Intercambio: This is where one person's language skillz help another person and vice versa. For example, if I were to talk to Legolas, he would teach me Elvish and I would teach him to not be a pretty boy. In this case, however, I was doing a more boring English-Spanish intercambio. I learned that Spanish guys, on average, stay at home until the age of 35-37.. For the females, it's 29. Kinda crazy when you think about the US norms, but my intercambiadora told me that it's because most jóvenes don't have the dinero to afford moving out. And the economy is really bad here. Also, I've learned that Catalan people are very nice, you just have to make the first move. Kind of like a male bird of paradise (upon seeing how receptive his wife is to his jiggle).

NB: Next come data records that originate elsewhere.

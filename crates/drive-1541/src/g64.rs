//! G64 image container: raw halftrack bitstreams.
//!
//! Layout:
//!   - 8-byte signature `"GCR-1541"`
//!   - version byte (0)
//!   - number of halftracks (up to 84)
//!   - maximum track size in bytes (u16 LE)
//!   - halftrack offset table (u32 LE each; 0 = track absent)
//!   - speed zone table (u32 LE each)
//!   - per track: u16 LE byte count followed by the data

use std::fmt;

use crate::disk::{Disk, MAX_HALFTRACK, MAX_TRACK_BYTES};
use crate::gcr;

const SIGNATURE: &[u8; 8] = b"GCR-1541";

#[derive(Debug)]
pub enum G64Error {
    /// Signature mismatch or header short.
    NotG64,
    /// Offset table or track data runs past the end of the file.
    Truncated,
    /// A track entry exceeds the maximum track size.
    TrackTooLong(usize),
}

impl fmt::Display for G64Error {
    fn fmt(&self, f: &mut fmt::Formatter<'_>) -> fmt::Result {
        match self {
            Self::NotG64 => write!(f, "not a G64 image"),
            Self::Truncated => write!(f, "truncated G64 image"),
            Self::TrackTooLong(bytes) => {
                write!(f, "G64 track of {bytes} bytes exceeds {MAX_TRACK_BYTES}")
            }
        }
    }
}

impl std::error::Error for G64Error {}

/// Build a [`Disk`] from a G64 image.
pub fn disk_from_g64(bytes: &[u8]) -> Result<Disk, G64Error> {
    if bytes.len() < 12 || &bytes[0..8] != SIGNATURE {
        return Err(G64Error::NotG64);
    }
    let num_tracks = usize::from(bytes[9]).min(MAX_HALFTRACK);
    let table_base = 12;
    if bytes.len() < table_base + num_tracks * 4 {
        return Err(G64Error::Truncated);
    }

    let mut disk = Disk::new();
    for ht in 0..num_tracks {
        let entry = table_base + ht * 4;
        let offset = u32::from_le_bytes([
            bytes[entry],
            bytes[entry + 1],
            bytes[entry + 2],
            bytes[entry + 3],
        ]) as usize;
        if offset == 0 {
            continue;
        }
        if offset + 2 > bytes.len() {
            return Err(G64Error::Truncated);
        }
        let track_len = usize::from(u16::from_le_bytes([bytes[offset], bytes[offset + 1]]));
        if track_len > MAX_TRACK_BYTES {
            return Err(G64Error::TrackTooLong(track_len));
        }
        if offset + 2 + track_len > bytes.len() {
            return Err(G64Error::Truncated);
        }
        // G64 halftrack index 0 is drive halftrack 1.
        disk.write_halftrack_bytes((ht + 1) as u8, &bytes[offset + 2..offset + 2 + track_len]);
    }
    disk.mark_saved();
    Ok(disk)
}

/// Serialize a [`Disk`] to a G64 image.
///
/// Per-halftrack byte counts round the bit lengths up; speed zones are
/// recorded per track number.
#[must_use]
pub fn disk_to_g64(disk: &Disk) -> Vec<u8> {
    let mut header = Vec::with_capacity(12 + MAX_HALFTRACK * 8);
    header.extend_from_slice(SIGNATURE);
    header.push(0); // Version
    header.push(MAX_HALFTRACK as u8);
    header.extend_from_slice(&(MAX_TRACK_BYTES as u16).to_le_bytes());

    let mut offsets = vec![0u32; MAX_HALFTRACK];
    let mut speeds = vec![0u32; MAX_HALFTRACK];
    let mut body = Vec::new();
    let body_base = 12 + MAX_HALFTRACK * 8;

    for ht in 1..=MAX_HALFTRACK {
        let bits = disk.track_length(ht as u8);
        if bits == 0 {
            continue;
        }
        let data = disk.halftrack_bytes(ht as u8);
        offsets[ht - 1] = (body_base + body.len()) as u32;
        speeds[ht - 1] = u32::from(gcr::speed_zone(crate::disk::track_for_halftrack(ht as u8)));
        body.extend_from_slice(&(data.len() as u16).to_le_bytes());
        body.extend_from_slice(data);
    }

    let mut out = header;
    for offset in &offsets {
        out.extend_from_slice(&offset.to_le_bytes());
    }
    for speed in &speeds {
        out.extend_from_slice(&speed.to_le_bytes());
    }
    out.extend_from_slice(&body);
    out
}

#[cfg(test)]
mod tests {
    use super::*;
    use crate::d64::D64;

    #[test]
    fn reject_wrong_signature() {
        assert!(matches!(disk_from_g64(b"GCR-1542____"), Err(G64Error::NotG64)));
        assert!(matches!(disk_from_g64(&[]), Err(G64Error::NotG64)));
    }

    #[test]
    fn round_trip_preserves_tracks() {
        let d64 = D64::blank(35);
        let disk = Disk::from_d64(&d64);
        let image = disk_to_g64(&disk);
        let back = disk_from_g64(&image).expect("valid G64");
        for ht in 1..=MAX_HALFTRACK as u8 {
            assert_eq!(back.track_length(ht), disk.track_length(ht), "halftrack {ht}");
            assert_eq!(back.halftrack_bytes(ht), disk.halftrack_bytes(ht));
        }
    }

    #[test]
    fn absent_tracks_have_zero_offsets() {
        let disk = Disk::new();
        let image = disk_to_g64(&disk);
        // All offsets zero: header + empty tables only.
        assert_eq!(image.len(), 12 + MAX_HALFTRACK * 8);
        let back = disk_from_g64(&image).expect("valid G64");
        assert_eq!(back.track_length(1), 0);
    }

    #[test]
    fn truncated_image_rejected() {
        let d64 = D64::blank(35);
        let disk = Disk::from_d64(&d64);
        let image = disk_to_g64(&disk);
        assert!(matches!(
            disk_from_g64(&image[..image.len() - 10]),
            Err(G64Error::Truncated)
        ));
    }
}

Oh, and the Mamá part.. She made sure my 'belly number' - i.e. how hungry I am - never dropped below a respectable 3.
Monday, October 18, 2010
Un poquito de todo - 8
Cheese Festival – Ok so for the first 3+ hours sitting in a cramped bus, I was sort of starting to regret my program’s visit to La Seu d’Urgell (this little town in the Pyrenees). But, once we got into the mountains we were treated to some stunning views of peaks, valleys, woods, rocks, and rivers.. Here’s a good example of the scenery:
Then, the cheese festival and sprawling market that covered the majority of the town were sweet... I tried a couple dozen kinds of cheese from around the region.. especially enjoyed queso fresco and some type of goat cheese. The other vendors around town sold everything from olives to boots to tea, and it was great fun to mosey around.. All in all, the town really made me feel like I wasn’t the tourist that I TOTALLY AM!
Sagrada Familia – Yesterday I finally got to see the inside of this famous church. It was pretty ridiculous – the sweeping spires, towering pillars, and singularly Gaudí forms that we saw inside the sanctuary were absorbing to say the least. However, the elevator trip up into one of the spires was the coolest part.. We got some incredible views of the city, and were able to see the fruit bowls and other architectural details close up. Word on the street is that building is scheduled for a 2026 completion date (construction began in 1882); knowing Spain, anything could happen, but I’ve already resolved to check out the finished product at some point in the future.
Ice Skating – I went for the first time in at least 8 years.. At first, my legs were a little wobbly, but then I started to get more comfortable and had a lot of fun. The hour & change of skating left me with some blisters on my ankles, but it was worth it.
FC Barca – Back on track with a 2-1 comeback win over Valencia! Heyoo.. We’re still a point behind Real Madrid, but I’m feeling good about our prospects after that big win.
Language & Culture – Spanish professors rep MAD pit stains. They are also often late for class. Sometimes they don’t show up to class and no one knows why, but it’s just accepted as normal. I learned today that bien isn’t a suitable answer to every question; sometimes, an intelligent response is required when the teacher calls on you. Aaand my Spanish is pretty fickle: occasionally I feel like a total n00b, and then sometimes it’s like “Hey I’m bilingual son!”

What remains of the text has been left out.